In JSOnline.com’s most recent online chat with Brewers beat writer Todd Rosiak, one participant named Craig called into question the professionalism of Mr. Rosiak and his colleague Tom Haudricourt (edited for clarity):
Is it accurate to characterize what you and Haudricourt do with the Brewers as journalism? It seems like you guys hardly do more than serve as a mouthpiece for the organization…relaying the desired narrative. Considering Journal Communications and the Brewers are long standing business partners, is it unrealistic for fans to think the beat writers will do anything beyond soft peddle the coverage?
Rosiak speculated Craig’s question was motivated by specific anti-player/manager animus, and said “Our job is to report on what happens, not editorialize.” That’s all well and good, and while it appears that Craig was being provocative, it’s true the Brewers and Journal Communications have overlapping business interests. Is it reasonable to assume that we, the sports journalism consumers, are getting an inferior product because of those overlapping interests?
The Milwaukee Brewers certainly are able to choose what journalists have access to players and coaching staff, so it makes sense those with access wouldn’t want to lose it. But imagine the Brewers decided they didn’t like Rosiak asking questions about (say) optioning John Axford to Nashville, and revoked his press credentials. If Rosiak was behaving professionally and asking reasonable questions, the Brewers would have a scandal on their hands. They would come under heavy fire from professional and amateur sportswriters alike. Therefore the Brewers have nothing to gain by insisting that reporters “relay a desired narrative,” or taking punitive action against those who don’t “soft peddle the coverage.”

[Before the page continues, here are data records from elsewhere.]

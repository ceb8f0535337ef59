// SPDX-License-Identifier: MIT OR Apache-2.0
//! Shared helpers for compiler integration tests.

use prism_graph::{builtin_registry, Graph, NodeId, NodeRegistry};

/// Install a test subscriber so `RUST_LOG` surfaces compiler traces.
pub fn init_tracing() {
    let _ = tracing_subscriber::fmt()
        .with_env_filter(tracing_subscriber::EnvFilter::from_default_env())
        .with_test_writer()
        .try_init();
}

/// A registry plus a graph that already carries a material output node.
pub fn material_graph(name: &str) -> (NodeRegistry, Graph, NodeId) {
    init_tracing();
    let registry = builtin_registry();
    let mut graph = Graph::new(name);
    let output = graph.add_node(registry.create_node("material_output").unwrap());
    (registry, graph, output)
}

/// Count non-overlapping occurrences of `needle` in `haystack`.
pub fn count_occurrences(haystack: &str, needle: &str) -> usize {
    haystack.matches(needle).count()
}
// SPDX-License-Identifier: MIT OR Apache-2.0
//! Evaluators for scalar and vector math nodes.
//!
//! Binary operators are polymorphic: both operands are resolved with their
//! natural types, unified to the wider arity, and cast before the operator
//! is applied. HLSL's scalar broadcasting is never relied on for operands
//! of different vector widths.

use super::unknown_output;
use crate::compiler::Compiler;
use crate::diagnostics::{Diagnostic, DiagnosticKind};
use crate::result::NodeResult;
use prism_graph::{Node, PlugType};

/// Resolve a math operand without casting; a missing operand degrades to a
/// float zero so one unconnected plug never poisons the whole expression.
fn operand(c: &mut Compiler, node: &Node, name: &str) -> NodeResult {
    let plug = c
        .registry()
        .input_plug(node, name)
        .unwrap_or_else(|| panic!("math node `{}` declares input `{name}`", node.type_id));
    match c.input_untyped(node, &plug) {
        NodeResult::Missing => NodeResult::constant("0.0", PlugType::Float),
        NodeResult::Resource { .. } | NodeResult::Gradient(_) => {
            c.diagnostic(Diagnostic::error(
                DiagnosticKind::InvalidCast,
                Some(node.id),
                format!("input `{name}` expects a numeric value, not an object"),
            ));
            NodeResult::Error
        }
        other => other,
    }
}

/// Widest numeric type across two operands. Scalars always compute as
/// floats; equal arities above one keep the vector type.
fn unify(a: PlugType, b: PlugType) -> PlugType {
    let n = a
        .components()
        .unwrap_or(1)
        .max(b.components().unwrap_or(1));
    match n {
        2 => PlugType::Vector2,
        3 => PlugType::Vector3,
        4 => PlugType::Vector4,
        _ => PlugType::Float,
    }
}

pub fn binary(c: &mut Compiler, node: &Node, output: &str) -> NodeResult {
    if output != "result" {
        return unknown_output(c, node, output);
    }

    // Dot and cross fix their operand type by declaration.
    if matches!(node.type_id.as_str(), "dot" | "cross") {
        let a = c.input(node, "a");
        let b = c.input(node, "b");
        let (Some(a_code), Some(b_code)) = (a.code(), b.code()) else {
            return NodeResult::Error;
        };
        return match node.type_id.as_str() {
            "dot" => NodeResult::expr(format!("dot({a_code}, {b_code})"), PlugType::Float),
            _ => NodeResult::expr(format!("cross({a_code}, {b_code})"), PlugType::Vector3),
        };
    }

    let a = operand(c, node, "a");
    let b = operand(c, node, "b");
    let (Some(a_ty), Some(b_ty)) = (a.ty(), b.ty()) else {
        return NodeResult::Error;
    };
    let ty = unify(a_ty, b_ty);
    let a = c.cast(a, ty, Some(node.id));
    let b = c.cast(b, ty, Some(node.id));
    let (NodeResult::Value { code: a_code, constant: a_const, .. },
         NodeResult::Value { code: b_code, constant: b_const, .. }) = (a, b)
    else {
        return NodeResult::Error;
    };
    let constant = a_const && b_const;

    let (code, result_ty) = match node.type_id.as_str() {
        "add" => (format!("({a_code} + {b_code})"), ty),
        "subtract" => (format!("({a_code} - {b_code})"), ty),
        "multiply" => (format!("({a_code} * {b_code})"), ty),
        "divide" => (format!("({a_code} / {b_code})"), ty),
        "power" => (format!("pow({a_code}, {b_code})"), ty),
        "min" => (format!("min({a_code}, {b_code})"), ty),
        "max" => (format!("max({a_code}, {b_code})"), ty),
        "distance" => (format!("distance({a_code}, {b_code})"), PlugType::Float),
        other => unreachable!("binary dispatch covers `{other}`"),
    };
    NodeResult::Value {
        code,
        ty: result_ty,
        constant,
    }
}

pub fn unary(c: &mut Compiler, node: &Node, output: &str) -> NodeResult {
    if output != "result" {
        return unknown_output(c, node, output);
    }
    let value = operand(c, node, "value");
    let Some(value_ty) = value.ty() else {
        return NodeResult::Error;
    };
    // Bool/int operands compute as floats.
    let ty = unify(value_ty, PlugType::Float);
    let NodeResult::Value { code, constant, .. } = c.cast(value, ty, Some(node.id)) else {
        return NodeResult::Error;
    };

    let (code, result_ty) = match node.type_id.as_str() {
        "abs" => (format!("abs({code})"), ty),
        "negate" => (format!("(-{code})"), ty),
        "sqrt" => (format!("sqrt({code})"), ty),
        "floor" => (format!("floor({code})"), ty),
        "ceil" => (format!("ceil({code})"), ty),
        "frac" => (format!("frac({code})"), ty),
        "one_minus" => (format!("(1.0 - {code})"), ty),
        "saturate" => (format!("saturate({code})"), ty),
        "sin" => (format!("sin({code})"), ty),
        "cos" => (format!("cos({code})"), ty),
        "normalize" => (format!("normalize({code})"), ty),
        "length" => (format!("length({code})"), PlugType::Float),
        other => unreachable!("unary dispatch covers `{other}`"),
    };
    NodeResult::Value {
        code,
        ty: result_ty,
        constant,
    }
}

pub fn lerp(c: &mut Compiler, node: &Node, output: &str) -> NodeResult {
    if output != "result" {
        return unknown_output(c, node, output);
    }
    let a = operand(c, node, "a");
    let b = operand(c, node, "b");
    let (Some(a_ty), Some(b_ty)) = (a.ty(), b.ty()) else {
        return NodeResult::Error;
    };
    let ty = unify(a_ty, b_ty);
    let a = c.cast(a, ty, Some(node.id));
    let b = c.cast(b, ty, Some(node.id));
    let t = c.input(node, "t");
    let (Some(a_code), Some(b_code), Some(t_code)) = (a.code(), b.code(), t.code()) else {
        return NodeResult::Error;
    };
    NodeResult::expr(format!("lerp({a_code}, {b_code}, {t_code})"), ty)
}

pub fn clamp(c: &mut Compiler, node: &Node, output: &str) -> NodeResult {
    if output != "result" {
        return unknown_output(c, node, output);
    }
    let value = operand(c, node, "value");
    let Some(value_ty) = value.ty() else {
        return NodeResult::Error;
    };
    let ty = unify(value_ty, PlugType::Float);
    let value = c.cast(value, ty, Some(node.id));
    let lo = operand(c, node, "min");
    let lo = c.cast(lo, ty, Some(node.id));
    let hi = operand(c, node, "max");
    let hi = c.cast(hi, ty, Some(node.id));
    let (Some(v), Some(lo), Some(hi)) = (value.code(), lo.code(), hi.code()) else {
        return NodeResult::Error;
    };
    NodeResult::expr(format!("clamp({v}, {lo}, {hi})"), ty)
}

pub fn smoothstep(c: &mut Compiler, node: &Node, output: &str) -> NodeResult {
    if output != "result" {
        return unknown_output(c, node, output);
    }
    let x = operand(c, node, "x");
    let Some(x_ty) = x.ty() else {
        return NodeResult::Error;
    };
    let ty = unify(x_ty, PlugType::Float);
    let x = c.cast(x, ty, Some(node.id));
    let edge0 = operand(c, node, "edge0");
    let edge0 = c.cast(edge0, ty, Some(node.id));
    let edge1 = operand(c, node, "edge1");
    let edge1 = c.cast(edge1, ty, Some(node.id));
    let (Some(x), Some(e0), Some(e1)) = (x.code(), edge0.code(), edge1.code()) else {
        return NodeResult::Error;
    };
    NodeResult::expr(format!("smoothstep({e0}, {e1}, {x})"), ty)
}
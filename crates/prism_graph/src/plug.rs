// SPDX-License-Identifier: MIT OR Apache-2.0
//! Plug definitions - the typed, named connection points on nodes.

use crate::node::NodeId;
use crate::value::{PlugType, Value};
use serde::{Deserialize, Serialize};

/// Plug direction
#[derive(Debug, Clone, Copy, PartialEq, Eq, Serialize, Deserialize)]
pub enum PlugDirection {
    /// Input plug
    Input,
    /// Output plug
    Output,
}

/// Describes one plug of a node type.
///
/// Plug lists are derived from the node registry, never persisted. A plug
/// name is unique among its node's plugs of the same direction.
#[derive(Debug, Clone)]
pub struct PlugDesc {
    /// Plug name
    pub name: String,
    /// Declared value type
    pub ty: PlugType,
    /// Whether an input must be connected or carry a usable default
    pub required: bool,
    /// Literal default used when an input is unconnected
    pub default: Option<Value>,
}

impl PlugDesc {
    /// Create a plug description.
    pub fn new(name: impl Into<String>, ty: PlugType) -> Self {
        Self {
            name: name.into(),
            ty,
            required: false,
            default: None,
        }
    }

    /// Set the literal default.
    pub fn with_default(mut self, value: Value) -> Self {
        self.default = Some(value);
        self
    }

    /// Mark the plug as required.
    pub fn required(mut self) -> Self {
        self.required = true;
        self
    }
}

/// A connection stored on an input plug: the source node and output name.
///
/// An input plug holds at most one connection; output fan-out is
/// unrestricted. A connection whose source node no longer exists is
/// "dangling" and is treated exactly like an unconnected plug.
#[derive(Debug, Clone, PartialEq, Eq, Serialize, Deserialize)]
pub struct InputConnection {
    /// Source node identifier
    pub node: NodeId,
    /// Source output plug name
    pub output: String,
}

impl InputConnection {
    /// Create a connection reference.
    pub fn new(node: NodeId, output: impl Into<String>) -> Self {
        Self {
            node,
            output: output.into(),
        }
    }
}
// SPDX-License-Identifier: MIT OR Apache-2.0
//! Evaluators for constants, attributes, and blackboard parameters.

use super::unknown_output;
use crate::compiler::Compiler;
use crate::diagnostics::{Diagnostic, DiagnosticKind};
use crate::emit;
use crate::result::NodeResult;
use prism_graph::{Node, PlugType, Value};

/// Constant nodes emit their `value` property as an inline literal; no
/// intermediate statement is generated.
pub fn constant(c: &mut Compiler, node: &Node, output: &str) -> NodeResult {
    if output != "value" {
        return unknown_output(c, node, output);
    }
    let fallback = c
        .registry()
        .output_plug(node, "value")
        .and_then(|plug| Value::zero(plug.ty));
    let literal = node
        .property("value")
        .and_then(emit::literal)
        .or_else(|| fallback.as_ref().and_then(emit::literal));
    match literal {
        Some((code, ty)) => NodeResult::constant(code, ty),
        None => {
            c.diagnostic(Diagnostic::error(
                DiagnosticKind::Validation,
                Some(node.id),
                "constant node holds no literal value",
            ));
            NodeResult::Error
        }
    }
}

pub fn gradient_constant(c: &mut Compiler, node: &Node, output: &str) -> NodeResult {
    if output != "gradient" {
        return unknown_output(c, node, output);
    }
    match node.property("gradient") {
        Some(Value::Gradient(stops)) => NodeResult::Gradient(stops.clone()),
        _ => NodeResult::Gradient(Vec::new()),
    }
}

pub fn uv_coordinate(c: &mut Compiler, node: &Node, output: &str) -> NodeResult {
    match output {
        "uv" => NodeResult::expr("input.uv", PlugType::Vector2),
        "u" => NodeResult::expr("input.uv.x", PlugType::Float),
        "v" => NodeResult::expr("input.uv.y", PlugType::Float),
        other => unknown_output(c, node, other),
    }
}

pub fn world_position(c: &mut Compiler, node: &Node, output: &str) -> NodeResult {
    match output {
        "position" => NodeResult::expr("input.world_position", PlugType::Vector3),
        other => unknown_output(c, node, other),
    }
}

pub fn time(c: &mut Compiler, node: &Node, output: &str) -> NodeResult {
    match output {
        "time" => NodeResult::expr("input.time", PlugType::Float),
        "sin_time" => NodeResult::expr("sin(input.time)", PlugType::Float),
        other => unknown_output(c, node, other),
    }
}

/// Parameter nodes mirror one blackboard entry.
///
/// Inside an inlined function the entry is an input port and resolves to
/// the caller's substitution; at the top level it registers an external
/// resource and resolves to the bound global symbol.
pub fn parameter(c: &mut Compiler, node: &Node, output: &str) -> NodeResult {
    if output != "value" {
        return unknown_output(c, node, output);
    }
    let Some(param_id) = node.parameter_ref() else {
        return orphaned(c, node);
    };

    if let Some(bound) = c.scope_binding(param_id) {
        return bound;
    }

    let Some(parameter) = c.graph().find_parameter(param_id).cloned() else {
        return orphaned(c, node);
    };

    match parameter.ty {
        PlugType::Texture2D | PlugType::TextureCube => {
            let path = parameter
                .default
                .as_ref()
                .and_then(Value::as_str)
                .map(str::to_string);
            match c.register_texture(
                node.id,
                &parameter.name,
                parameter.ty,
                path,
                parameter.hints.clone(),
            ) {
                Some(symbol) => NodeResult::Resource {
                    symbol,
                    ty: parameter.ty,
                },
                None => NodeResult::Error,
            }
        }
        PlugType::Gradient => match &parameter.default {
            Some(Value::Gradient(stops)) => NodeResult::Gradient(stops.clone()),
            _ => NodeResult::Gradient(Vec::new()),
        },
        PlugType::Sampler | PlugType::Void => {
            c.diagnostic(Diagnostic::error(
                DiagnosticKind::Validation,
                Some(node.id),
                format!(
                    "parameter `{}` has type {} which cannot be exposed",
                    parameter.name,
                    parameter.ty.as_str()
                ),
            ));
            NodeResult::Error
        }
        _ => match c.register_parameter(node.id, &parameter) {
            Some(symbol) => NodeResult::expr(symbol, parameter.ty),
            None => NodeResult::Error,
        },
    }
}

fn orphaned(c: &mut Compiler, node: &Node) -> NodeResult {
    // Validation reports this as well; keep resolution side-effect free
    // and degrade to an error result.
    c.diagnostic(Diagnostic::error(
        DiagnosticKind::OrphanedParameter,
        Some(node.id),
        "parameter node references a deleted blackboard entry",
    ));
    NodeResult::Error
}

Likewise, Rosiak has nothing to gain by ignoring fans’ interests. If he doesn’t produce content people want to read, he’ll find himself out of a job. One gets the impression Craig’s complaint is a matter of semantics. Rather than asking Ron Roenicke something like, “How long are you going to stick with Rickie Weeks?” Craig might prefer Rosiak used a wording along the lines of, “Why are you letting this sucker Weeks waste a spot in your starting lineup?” That certainly wouldn’t be soft peddling coverage. That also would guarantee Rosiak loses his access without anyone feeling sorry for him.
The work of Rosiak and Haudricourt speaks for itself. Last week, Rosiak wrote a blog post reporting on Roenicke dropping Weeks in the lineup, which noted, “overall this is the second consecutive season the 2011 All-Star Game starter has gotten off to a miserable start at the plate.” When Axford gave up a two-run lead and took a loss against the Pirates earlier this month, Haudricourt’s game recap post on the pitcher’s “melt down” led with, “Even when he is on a string of solid pitching performances, his tormenter always seems to lurk around the corner. The home run.”
That doesn’t seem like soft peddling coverage to me, although your mileage may vary. But even if you don’t care for Rosiak and Haudricourt’s work, it’s silly to accuse them of not being journalists. Maybe folks like Craig need to be more realistic about what they expect from journalism.